Pulled out some functions for loading and dumping data. This is a precursor to enabling other backends like lmdb or sqlite instead of files. You can then simply provide new functions for this.

pycse.hashcache.dump_data(hsh, data, verbose)

Dump DATA into HSH.

pycse.hashcache.get_hash(func, args, kwargs)

Get a hash for running FUNC(ARGS, KWARGS).

This is the most critical feature of hashcache as it provides a key to store and look up results later. You should think carefully before changing this function, it breaks past caches.

FUNC should be as pure as reasonable. This hash is insensitive to global variables.

The hash is on the function name, bytecode, and a standardized kwargs including defaults. We use bytecode because it is insensitive to things like whitespace, comments, docstrings, and variable name changes that don’t affect results. It is assumed that two functions with the same name and bytecode will evaluate to the same result.

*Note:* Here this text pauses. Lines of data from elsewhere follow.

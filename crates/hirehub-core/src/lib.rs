//! # hirehub-core
//!
//! Core crate for HireHub. Contains configuration schemas, shared types,
//! and the unified error system.
//!
//! This crate has **no** internal dependencies on other HireHub crates.

pub mod config;
pub mod error;
pub mod result;
pub mod types;

pub use error::AppError;
pub use result::AppResult;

pycse.hashcache.get_hashpath(hsh)

Return path to file for HSH.

pycse.hashcache.get_standardized_args(func, args, kwargs)

Returns a standardized dictionary of kwargs for func(args, kwargs)

This dictionary includes default values, even if they were not called.

pycse.hashcache.hashcache(verbose=False, loader=<function load_data>, dumper=<function dump_data>)

Cache results by hash of the function, arguments and kwargs.

Set hashcache.cache to the directory you want the cache saved in. Default = cache

pycse.hashcache.load_data(hsh, verbose=False)

Load data for HSH.

HSH is a string for the hash associated with the data you want.

Returns success, data. If it succeeds, success with be True. If the data does not exist yet, sucess will be False, and data will be None.